So all that being said, where does the new president fit into that, president trump and his plans? Well the first thing we have to say is that he’s doing what he said he would do on the campaign. Most American presidents have their honeymoon period to basically walk back all over their campaign promises subtly. President Trump doesn’t have a honeymoon period, firstly, the first thing he did was push through with withdrawing the US from TPP and I’ll come back to that in a second when we do questions. The other thing which is most striking and makes the book more relevant I think is his China policy and approach. He is threatening to undo forty years of American policy towards China: the One China Policy, as a counter to it the commitments we’ve made to Japan, South Korea and other countries. But he’s shows no signs of backing down from that. What he means by it and what he wants are obviously open to question but he obviously feels like the time has come of the USA to push back and not to accept a future that increasingly looks like it’s shaped by the Chinese. So we’ll have to see what that means in terms of trade and potential trade wars, in terms of the security situation, politics and the like but there is no question that he has put the Chinese off balance. They didn’t expect this and they don’t know how to respond, they definitely thought he would ramps things down and the tension that he in fact stoked. He has not done that, he has continued to talk about these things.

I would caution that we need to wait and see what his entire team is who are actually in charge of the policies – he has cabinet appointments but not everyone underneath. The deputy, the under-secretary, the assistant secretary, the deputy assistant secretary, the people that really make policy come alive. We have to wait and see who they are and what they’ll be doing. And another thing is look for the documents that have to come out: the national security strategy, the national defence strategy, the national military strategy. Those three in particular will give us a sense of what their priorities. And then finally what does he have to do? He has to do three things in my opinion. One is figure out what I will have to do on free trade, he said he’s in favour of bilateral free trade agreements and Prime Minister May is going this Friday to see him. That will be high on the agenda, a UK-US bilateral trade agreement. I’ve written that I think we should do one with Japan as well, so we have to see what he is going to do on free trade and hold him to the idea of bilaterals – number one.

Number two – what is your North Korea policy? You’ve got to come up with one because they will test you and, I think it’s fair to say, the Obama administration did nothing for eight years.

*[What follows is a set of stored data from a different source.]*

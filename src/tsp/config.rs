//! Experiment configuration.

use crate::ga::{EvolutionConfig, GaError};
use crate::ga::operators::MIN_GENES;

/// Parameters of a TSP experiment.
///
/// # Defaults
///
/// ```
/// use tour_evolve::tsp::ExperimentConfig;
///
/// let config = ExperimentConfig::default();
/// assert_eq!(config.city_count, 10);
/// assert_eq!(config.generations, 1000);
/// assert_eq!(config.individuals, 30);
/// ```
///
/// # Builder Pattern
///
/// ```
/// use tour_evolve::tsp::ExperimentConfig;
///
/// let config = ExperimentConfig::default()
///     .with_city_count(25)
///     .with_individuals(100)
///     .with_offspring_ratio(0.3)
///     .with_mutation_rate(2);
/// assert!(config.validate().is_ok());
/// ```
#[derive(Debug, Clone, Copy, PartialEq)]
#[cfg_attr(feature = "serde", derive(serde::Serialize, serde::Deserialize))]
pub struct ExperimentConfig {
    /// Number of cities placed by [`Experiment::generate`](super::Experiment::generate).
    pub city_count: usize,

    /// Generation counter at which the run stops.
    pub generations: u64,

    /// Size of the initial population.
    pub individuals: usize,

    /// Offspring ratio, in `(0, 1)`.
    pub offspring_ratio: f64,

    /// Swaps per offspring.
    pub mutation_rate: usize,
}

impl Default for ExperimentConfig {
    fn default() -> Self {
        Self {
            city_count: 10,
            generations: 1000,
            individuals: 30,
            offspring_ratio: 0.5,
            mutation_rate: 1,
        }
    }
}

impl ExperimentConfig {
    /// Sets the number of cities to generate.
    pub fn with_city_count(mut self, n: usize) -> Self {
        self.city_count = n;
        self
    }

    /// Sets the generation at which the run stops.
    pub fn with_generations(mut self, n: u64) -> Self {
        self.generations = n;
        self
    }

    /// Sets the initial population size.
    pub fn with_individuals(mut self, n: usize) -> Self {
        self.individuals = n;
        self
    }

    /// Sets the offspring ratio.
    pub fn with_offspring_ratio(mut self, ratio: f64) -> Self {
        self.offspring_ratio = ratio;
        self
    }

    /// Sets the number of swaps per offspring.
    pub fn with_mutation_rate(mut self, rate: usize) -> Self {
        self.mutation_rate = rate;
        self
    }

    /// GA parameters for the initial population, starting at generation 1.
    pub fn evolution(&self) -> EvolutionConfig {
        EvolutionConfig::default()
            .with_offspring_ratio(self.offspring_ratio)
            .with_mutation_rate(self.mutation_rate)
    }

    /// Validates the configuration.
    ///
    /// Returns `Err` with a description if any parameter is invalid.
    pub fn validate(&self) -> Result<(), GaError> {
        if self.city_count < MIN_GENES {
            return Err(GaError::InvalidConfig(format!(
                "city_count must be at least {MIN_GENES}, got {}",
                self.city_count
            )));
        }
        if self.individuals == 0 {
            return Err(GaError::InvalidConfig("individuals must be at least 1".into()));
        }
        if self.generations == 0 {
            return Err(GaError::InvalidConfig("generations must be at least 1".into()));
        }
        self.evolution().validate()
    }
}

One ill-conceived agreement that was quickly broken by the North Koreans. What are you going to do about North Korea? And then third, you need to come up with your overall China policy. The One China Policy – are you going to support it or not? By extension of that, the South China Sea, what will you do there because things have already moved down a road to where the Chinese were warning about a war with Barack Obama? So you have to figure that out as well. So with those three things, I will leave it at that and look forward to a discussion with you.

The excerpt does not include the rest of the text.